- _EXERCISE OBJECTIVE_
Among the lines below, return each one that contains the word "Receiver".

- _Collected data_
• • • •
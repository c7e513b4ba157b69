//! Dashboard controller: fetch lifecycle, search term and card state.
//!
//! The controller is owned by the host's UI thread. Network work is pushed to
//! the tokio runtime through `services::weather_service`, and results come
//! back over an mpsc channel drained by `poll_channel`.

use std::collections::HashSet;
use std::sync::atomic::{AtomicU64, Ordering};
use std::sync::mpsc::{self, Receiver, RecvTimeoutError, Sender};
use std::sync::Arc;
use std::time::{Duration, Instant};

use chrono::{DateTime, Local, TimeZone};
use skyboard_weather::{filter_records, FetchError, WeatherRecord, WeatherSource};
use tokio::runtime::Handle;
use tokio_util::sync::CancellationToken;

use super::card_model::{present_card, CardState, CardStates};
use crate::error_mapping::IntoAppError;
use crate::services::weather_service::{request_fetch, FetchTicket, WeatherServiceMessage};
use crate::view::{
    no_matches_message, DashboardView, GridView, SearchBox, DEFAULT_SEARCH_PLACEHOLDER,
    LOADING_MESSAGE,
};

/// Shown for every failed fetch; the cause goes to the log.
pub const FETCH_FAILED_MESSAGE: &str = "Failed to fetch weather data. Please try again later.";

static NEXT_SESSION: AtomicU64 = AtomicU64::new(1);

#[derive(Debug, Clone, Copy, PartialEq, Eq)]
pub enum Phase {
    Loading,
    Ready,
    Failed,
}

/// State owned by the controller. `error_message` is set exactly when the
/// phase is `Failed`.
#[derive(Debug, Clone)]
pub struct DashboardState {
    records: Arc<[WeatherRecord]>,
    phase: Phase,
    error_message: Option<String>,
    search_term: String,
}

impl DashboardState {
    fn new() -> Self {
        Self {
            records: Arc::from(Vec::new()),
            phase: Phase::Loading,
            error_message: None,
            search_term: String::new(),
        }
    }

    pub fn records(&self) -> &Arc<[WeatherRecord]> {
        &self.records
    }

    pub fn phase(&self) -> Phase {
        self.phase
    }

    pub fn error_message(&self) -> Option<&str> {
        self.error_message.as_deref()
    }

    pub fn search_term(&self) -> &str {
        &self.search_term
    }

    /// Records that would be rendered as cards. Empty unless `Ready`.
    pub fn visible_records(&self) -> Vec<&WeatherRecord> {
        match self.phase {
            Phase::Ready => filter_records(&self.records, &self.search_term),
            Phase::Loading | Phase::Failed => Vec::new(),
        }
    }
}

/// Input delivered by the host.
#[derive(Debug, Clone, PartialEq, Eq)]
pub enum DashboardEvent {
    SearchTermChanged(String),
    RetryRequested,
    /// Body press on a collapsed card or dismiss press on an expanded one
    CardToggled(String),
}

pub struct DashboardController<S: WeatherSource + 'static> {
    state: DashboardState,
    cards: CardStates,
    source: Arc<S>,
    runtime: Handle,
    audience: String,
    session: u64,
    attempt: u64,
    tx: Sender<WeatherServiceMessage>,
    rx: Receiver<WeatherServiceMessage>,
    cancel: CancellationToken,
    fetches_dispatched: usize,
    last_failure_kind: Option<&'static str>,
    search_placeholder: String,
}

impl<S: WeatherSource + 'static> DashboardController<S> {
    /// Start a dashboard session. The first fetch is dispatched immediately.
    pub fn new(source: Arc<S>, runtime: Handle, audience: impl Into<String>) -> Self {
        let (tx, rx) = mpsc::channel();
        let session = NEXT_SESSION.fetch_add(1, Ordering::Relaxed);

        let mut controller = Self {
            state: DashboardState::new(),
            cards: CardStates::new(),
            source,
            runtime,
            audience: audience.into(),
            session,
            attempt: 0,
            tx,
            rx,
            cancel: CancellationToken::new(),
            fetches_dispatched: 0,
            last_failure_kind: None,
            search_placeholder: DEFAULT_SEARCH_PLACEHOLDER.to_string(),
        };

        tracing::info!(session, "Dashboard session started");
        controller.dispatch_fetch();
        controller
    }

    fn current_ticket(&self) -> FetchTicket {
        FetchTicket {
            session: self.session,
            attempt: self.attempt,
        }
    }

    fn dispatch_fetch(&mut self) {
        self.attempt += 1;
        self.fetches_dispatched += 1;
        self.state.phase = Phase::Loading;
        self.state.error_message = None;

        let ticket = self.current_ticket();
        tracing::info!(?ticket, "Loading weather data");

        request_fetch(
            &self.tx,
            &self.runtime,
            Arc::clone(&self.source),
            self.audience.clone(),
            ticket,
            self.cancel.child_token(),
        );
    }

    /// Re-fetch after a failure. Ignored in any other phase.
    pub fn retry_requested(&mut self) {
        if self.state.phase != Phase::Failed {
            tracing::debug!(phase = ?self.state.phase, "Ignoring retry outside Failed");
            return;
        }
        self.dispatch_fetch();
    }

    pub fn search_term_changed(&mut self, term: impl Into<String>) {
        self.state.search_term = term.into();

        let visible: HashSet<&str> = self
            .state
            .visible_records()
            .into_iter()
            .map(|r| r.city_code.as_str())
            .collect();
        self.cards.retain_visible(&visible);
    }

    /// Toggle a rendered card. Returns the new state, or `None` if no card
    /// with that code is currently rendered.
    pub fn card_toggled(&mut self, city_code: &str) -> Option<CardState> {
        let rendered = self
            .state
            .visible_records()
            .iter()
            .any(|r| r.city_code == city_code);
        if !rendered {
            tracing::debug!(city_code, "Ignoring toggle for card that is not rendered");
            return None;
        }
        Some(self.cards.toggle(city_code))
    }

    pub fn handle_event(&mut self, event: DashboardEvent) {
        match event {
            DashboardEvent::SearchTermChanged(term) => self.search_term_changed(term),
            DashboardEvent::RetryRequested => self.retry_requested(),
            DashboardEvent::CardToggled(code) => {
                self.card_toggled(&code);
            }
        }
    }

    /// Apply any finished fetches without blocking.
    /// Returns true if state changed.
    pub fn poll_channel(&mut self) -> bool {
        let mut changed = false;
        while let Ok(msg) = self.rx.try_recv() {
            changed |= self.apply(msg);
        }
        changed
    }

    /// Block until the current fetch settles or `timeout` elapses.
    /// Returns true if the controller is no longer `Loading`.
    pub fn wait_for_fetch(&mut self, timeout: Duration) -> bool {
        let deadline = Instant::now() + timeout;

        while self.state.phase == Phase::Loading {
            let remaining = deadline.saturating_duration_since(Instant::now());
            match self.rx.recv_timeout(remaining) {
                Ok(msg) => {
                    self.apply(msg);
                }
                Err(RecvTimeoutError::Timeout | RecvTimeoutError::Disconnected) => return false,
            }
        }
        true
    }

    fn apply(&mut self, msg: WeatherServiceMessage) -> bool {
        match msg {
            WeatherServiceMessage::FetchDone { ticket, result } => {
                if ticket != self.current_ticket() || self.state.phase != Phase::Loading {
                    tracing::debug!(
                        ?ticket,
                        current = ?self.current_ticket(),
                        "Discarding stale weather result"
                    );
                    return false;
                }
                match result {
                    Ok(records) => self.on_fetch_success(records),
                    Err(e) => self.on_fetch_failure(e),
                }
                true
            }
        }
    }

    fn on_fetch_success(&mut self, records: Vec<WeatherRecord>) {
        tracing::info!(count = records.len(), "Weather data ready");
        self.state.records = Arc::from(records);
        self.state.phase = Phase::Ready;
        self.state.error_message = None;
        self.cards.clear();
        self.last_failure_kind = None;
    }

    fn on_fetch_failure(&mut self, error: FetchError) {
        let kind = error.kind();
        let credential_problem = error.is_auth();
        let app_error = error.into_app_error();
        tracing::error!(
            kind,
            credential_problem,
            category = app_error.kind(),
            user_message = app_error.user_message(),
            "Failed to fetch weather data: {}",
            app_error
        );

        self.state.phase = Phase::Failed;
        self.state.error_message = Some(FETCH_FAILED_MESSAGE.to_string());
        self.cards.clear();
        self.last_failure_kind = Some(kind);
    }

    pub fn set_search_placeholder(&mut self, placeholder: impl Into<String>) {
        self.search_placeholder = placeholder.into();
    }

    /// Presentation tree in the local time zone.
    pub fn view(&self) -> DashboardView {
        self.view_at(&Local::now())
    }

    pub fn view_at<Tz: TimeZone>(&self, now: &DateTime<Tz>) -> DashboardView
    where
        Tz::Offset: std::fmt::Display,
    {
        match self.state.phase {
            Phase::Loading => DashboardView::Loading {
                message: LOADING_MESSAGE.to_string(),
            },
            Phase::Failed => DashboardView::Failed {
                message: self
                    .state
                    .error_message
                    .clone()
                    .unwrap_or_else(|| FETCH_FAILED_MESSAGE.to_string()),
                retry_enabled: true,
            },
            Phase::Ready => {
                let visible = self.state.visible_records();
                let grid = if visible.is_empty() {
                    GridView::Empty {
                        message: no_matches_message(&self.state.search_term),
                    }
                } else {
                    GridView::Cards {
                        cards: visible
                            .into_iter()
                            .map(|r| present_card(r, self.cards.get(&r.city_code), now))
                            .collect(),
                    }
                };
                DashboardView::Ready {
                    search: SearchBox {
                        placeholder: self.search_placeholder.clone(),
                        value: self.state.search_term.clone(),
                    },
                    grid,
                }
            }
        }
    }

    pub fn state(&self) -> &DashboardState {
        &self.state
    }

    pub fn phase(&self) -> Phase {
        self.state.phase
    }

    pub fn fetches_dispatched(&self) -> usize {
        self.fetches_dispatched
    }

    /// Diagnostic tag of the last failure, cleared on success.
    pub fn last_failure_kind(&self) -> Option<&'static str> {
        self.last_failure_kind
    }
}

impl<S: WeatherSource + 'static> Drop for DashboardController<S> {
    fn drop(&mut self) {
        tracing::debug!(session = self.session, "Dashboard session ended");
        self.cancel.cancel();
    }
}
• • • •
- _EXPECTED ANSWER_
use std::sync::mpsc::{self, Receiver, RecvTimeoutError, Sender};
    rx: Receiver<WeatherServiceMessage>,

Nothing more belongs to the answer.